##### ENTRIES PROVIDED #####

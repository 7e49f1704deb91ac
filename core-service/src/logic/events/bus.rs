//! Event Bus
//!
//! Bounded multi-producer queues per source-class drained by a single pump.
//! Under backpressure the low-severity tail is shed first and the shedding
//! itself becomes an event; critical events are never dropped. The bus also
//! stamps causal tags: the deployment controller publishes
//! (subject, kinds, valid-until) windows on apply, and any matching event is
//! tagged with the deployment id so the correlator can ignore the daemon's
//! own side effects.

use std::collections::{HashMap, VecDeque};
use std::sync::atomic::{AtomicU64, Ordering};
use std::sync::Arc;

use chrono::{DateTime, Utc};
use ipnetwork::IpNetwork;
use parking_lot::{Mutex, RwLock};
use tokio::sync::{broadcast, Notify};
use uuid::Uuid;

use crate::constants;
use crate::logic::events::{
    EventKind, EventSeverity, LifecycleNotice, SecurityEvent, StreamItem,
};

// ============================================================================
// CAUSAL WINDOWS
// ============================================================================

/// Published by the deployment controller on apply: events matching the
/// subject within the window are plausibly our own doing.
#[derive(Debug, Clone)]
pub struct CausalWindow {
    pub deployment_id: Uuid,
    pub subject: IpNetwork,
    /// Empty = any kind
    pub kinds: Vec<EventKind>,
    pub until: DateTime<Utc>,
}

impl CausalWindow {
    fn matches(&self, event: &SecurityEvent, now: DateTime<Utc>) -> bool {
        if now > self.until {
            return false;
        }
        let Some(ip) = event.source_ip else { return false };
        if !self.subject.contains(ip) {
            return false;
        }
        self.kinds.is_empty() || self.kinds.contains(&event.kind)
    }
}

// ============================================================================
// SOURCE QUEUES
// ============================================================================

struct SourceQueue {
    budget: usize,
    inner: Mutex<VecDeque<SecurityEvent>>,
    dropped: AtomicU64,
}

impl SourceQueue {
    fn new(budget: usize) -> Self {
        Self {
            budget,
            inner: Mutex::new(VecDeque::new()),
            dropped: AtomicU64::new(0),
        }
    }

    fn push(&self, event: SecurityEvent) {
        let mut queue = self.inner.lock();
        if event.severity == EventSeverity::Critical || queue.len() < self.budget {
            queue.push_back(event);
            return;
        }

        // Shed the lowest-severity entry closest to the tail; if the incoming
        // event is itself the lowest, it is the one shed.
        let victim = queue
            .iter()
            .enumerate()
            .rev()
            .min_by_key(|(_, e)| e.severity)
            .map(|(i, e)| (i, e.severity));
        match victim {
            Some((index, severity)) if severity <= event.severity => {
                queue.remove(index);
                queue.push_back(event);
            }
            _ => {}
        }
        self.dropped.fetch_add(1, Ordering::Relaxed);
    }

    fn drain(&self, source_name: &str, out: &mut Vec<SecurityEvent>) {
        let mut queue = self.inner.lock();
        out.extend(queue.drain(..));
        drop(queue);

        let dropped = self.dropped.swap(0, Ordering::Relaxed);
        if dropped > 0 {
            // shed accounting is itself an event and is never shed
            out.push(
                SecurityEvent::new(
                    source_name,
                    EventKind::EventsDropped,
                    EventSeverity::Low,
                    format!("{} events shed under backpressure", dropped),
                )
                .with_target(dropped.to_string()),
            );
        }
    }
}

// ============================================================================
// BUS
// ============================================================================

pub struct EventBus {
    queues: RwLock<HashMap<String, Arc<SourceQueue>>>,
    budgets: RwLock<HashMap<String, usize>>,
    notify: Notify,
    stream_tx: broadcast::Sender<StreamItem>,
    suppressions: RwLock<Vec<CausalWindow>>,
}

impl EventBus {
    pub fn new() -> Self {
        let (stream_tx, _) = broadcast::channel(1024);
        Self {
            queues: RwLock::new(HashMap::new()),
            budgets: RwLock::new(HashMap::new()),
            notify: Notify::new(),
            stream_tx,
            suppressions: RwLock::new(Vec::new()),
        }
    }

    /// Override the queue budget for one source-class.
    pub fn set_budget(&self, source_name: &str, budget: usize) {
        self.budgets.write().insert(source_name.to_string(), budget);
    }

    fn queue_for(&self, source_name: &str) -> Arc<SourceQueue> {
        if let Some(queue) = self.queues.read().get(source_name) {
            return queue.clone();
        }
        let budget = self
            .budgets
            .read()
            .get(source_name)
            .copied()
            .unwrap_or(constants::DEFAULT_SOURCE_BUDGET);
        let mut queues = self.queues.write();
        queues
            .entry(source_name.to_string())
            .or_insert_with(|| Arc::new(SourceQueue::new(budget)))
            .clone()
    }

    /// Producer side. Stamps causal tags before enqueueing.
    pub fn publish(&self, mut event: SecurityEvent) {
        let now = Utc::now();
        if event.causal_tag.is_none() {
            let suppressions = self.suppressions.read();
            if let Some(window) = suppressions.iter().find(|w| w.matches(&event, now)) {
                event.causal_tag = Some(window.deployment_id);
            }
        }
        self.queue_for(&event.source_name).push(event);
        self.notify.notify_one();
    }

    /// Single-consumer side: the pump awaits activity, then drains every
    /// queue. Ordering within one source is preserved; ordering across
    /// sources is unspecified by design.
    pub async fn drained(&self) -> Vec<SecurityEvent> {
        self.notify.notified().await;
        self.drain_now()
    }

    pub fn drain_now(&self) -> Vec<SecurityEvent> {
        let queues: Vec<(String, Arc<SourceQueue>)> = self
            .queues
            .read()
            .iter()
            .map(|(name, queue)| (name.clone(), queue.clone()))
            .collect();
        let mut out = Vec::new();
        for (name, queue) in queues {
            queue.drain(&name, &mut out);
        }
        out
    }

    // ------------------------------------------------------------------
    // causal windows
    // ------------------------------------------------------------------

    pub fn publish_causal_window(&self, window: CausalWindow) {
        let now = Utc::now();
        let mut suppressions = self.suppressions.write();
        suppressions.retain(|w| w.until > now);
        suppressions.push(window);
    }

    pub fn retract_causal_window(&self, deployment_id: Uuid) {
        self.suppressions
            .write()
            .retain(|w| w.deployment_id != deployment_id);
    }

    // ------------------------------------------------------------------
    // live subscribers
    // ------------------------------------------------------------------

    pub fn subscribe(&self) -> broadcast::Receiver<StreamItem> {
        self.stream_tx.subscribe()
    }

    /// Fan an event out to live subscribers (called by the pump after the
    /// store write so cursors stay consistent).
    pub fn forward_to_subscribers(&self, event: &SecurityEvent) {
        let _ = self.stream_tx.send(StreamItem::Event(event.clone()));
    }

    pub fn publish_lifecycle(&self, notice: LifecycleNotice) {
        let _ = self.stream_tx.send(StreamItem::Lifecycle(notice));
    }
}

impl Default for EventBus {
    fn default() -> Self {
        Self::new()
    }
}

#[cfg(test)]
mod tests {
    use super::*;

    fn event(severity: EventSeverity, raw: &str) -> SecurityEvent {
        SecurityEvent::new("test-source", EventKind::AuthFail, severity, raw)
    }

    #[test]
    fn preserves_single_source_order() {
        let bus = EventBus::new();
        for i in 0..5 {
            bus.publish(event(EventSeverity::Medium, &format!("e{}", i)));
        }
        let drained = bus.drain_now();
        let raws: Vec<&str> = drained.iter().map(|e| e.raw.as_str()).collect();
        assert_eq!(raws, vec!["e0", "e1", "e2", "e3", "e4"]);
    }

    #[test]
    fn sheds_low_severity_tail_first_and_accounts_for_it() {
        let bus = EventBus::new();
        bus.set_budget("test-source", 3);
        bus.publish(event(EventSeverity::Low, "low-1"));
        bus.publish(event(EventSeverity::High, "high-1"));
        bus.publish(event(EventSeverity::Low, "low-2"));
        // over budget: the low tail goes, not the high event
        bus.publish(event(EventSeverity::Medium, "med-1"));

        let drained = bus.drain_now();
        let raws: Vec<&str> = drained.iter().map(|e| e.raw.as_str()).collect();
        assert!(raws.contains(&"high-1"));
        assert!(raws.contains(&"med-1"));
        assert!(!raws.contains(&"low-2"));
        // the shed is recorded
        assert!(drained
            .iter()
            .any(|e| e.kind == EventKind::EventsDropped && e.raw.contains("1 events")));
    }

    #[test]
    fn incoming_lowest_is_the_one_shed() {
        let bus = EventBus::new();
        bus.set_budget("test-source", 2);
        bus.publish(event(EventSeverity::High, "keep-1"));
        bus.publish(event(EventSeverity::High, "keep-2"));
        bus.publish(event(EventSeverity::Low, "shed-me"));

        let drained = bus.drain_now();
        let raws: Vec<&str> = drained.iter().map(|e| e.raw.as_str()).collect();
        assert!(raws.contains(&"keep-1") && raws.contains(&"keep-2"));
        assert!(!raws.contains(&"shed-me"));
    }

    #[test]
    fn critical_events_always_survive() {
        let bus = EventBus::new();
        bus.set_budget("test-source", 2);
        for i in 0..10 {
            bus.publish(event(EventSeverity::Critical, &format!("crit-{}", i)));
        }
        let drained = bus.drain_now();
        let crits = drained
            .iter()
            .filter(|e| e.severity == EventSeverity::Critical)
            .count();
        assert_eq!(crits, 10);
    }

    #[test]
    fn causal_window_stamps_matching_events() {
        let bus = EventBus::new();
        let deployment_id = Uuid::new_v4();
        bus.publish_causal_window(CausalWindow {
            deployment_id,
            subject: "198.51.100.9/32".parse().unwrap(),
            kinds: vec![],
            until: Utc::now() + chrono::Duration::hours(1),
        });

        bus.publish(
            event(EventSeverity::Medium, "hit").with_source_ip("198.51.100.9".parse().unwrap()),
        );
        bus.publish(
            event(EventSeverity::Medium, "other").with_source_ip("203.0.113.1".parse().unwrap()),
        );

        let drained = bus.drain_now();
        let tagged = drained.iter().find(|e| e.raw == "hit").unwrap();
        assert_eq!(tagged.causal_tag, Some(deployment_id));
        let untagged = drained.iter().find(|e| e.raw == "other").unwrap();
        assert!(untagged.causal_tag.is_none());
    }

    #[test]
    fn expired_window_does_not_stamp() {
        let bus = EventBus::new();
        bus.publish_causal_window(CausalWindow {
            deployment_id: Uuid::new_v4(),
            subject: "198.51.100.9/32".parse().unwrap(),
            kinds: vec![],
            until: Utc::now() - chrono::Duration::seconds(1),
        });
        bus.publish(
            event(EventSeverity::Medium, "late").with_source_ip("198.51.100.9".parse().unwrap()),
        );
        let drained = bus.drain_now();
        assert!(drained[0].causal_tag.is_none());
    }
}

#####

Retype exactly the lines of the data above that fall between the line with "self.drain_now()" and the line with "let mut suppressions", inclusive, and add nothing.

        self.drain_now()
    }

    pub fn drain_now(&self) -> Vec<SecurityEvent> {
        let queues: Vec<(String, Arc<SourceQueue>)> = self
            .queues
            .read()
            .iter()
            .map(|(name, queue)| (name.clone(), queue.clone()))
            .collect();
        let mut out = Vec::new();
        for (name, queue) in queues {
            queue.drain(&name, &mut out);
        }
        out
    }

    // ------------------------------------------------------------------
    // causal windows
    // ------------------------------------------------------------------

    pub fn publish_causal_window(&self, window: CausalWindow) {
        let now = Utc::now();
        let mut suppressions = self.suppressions.write();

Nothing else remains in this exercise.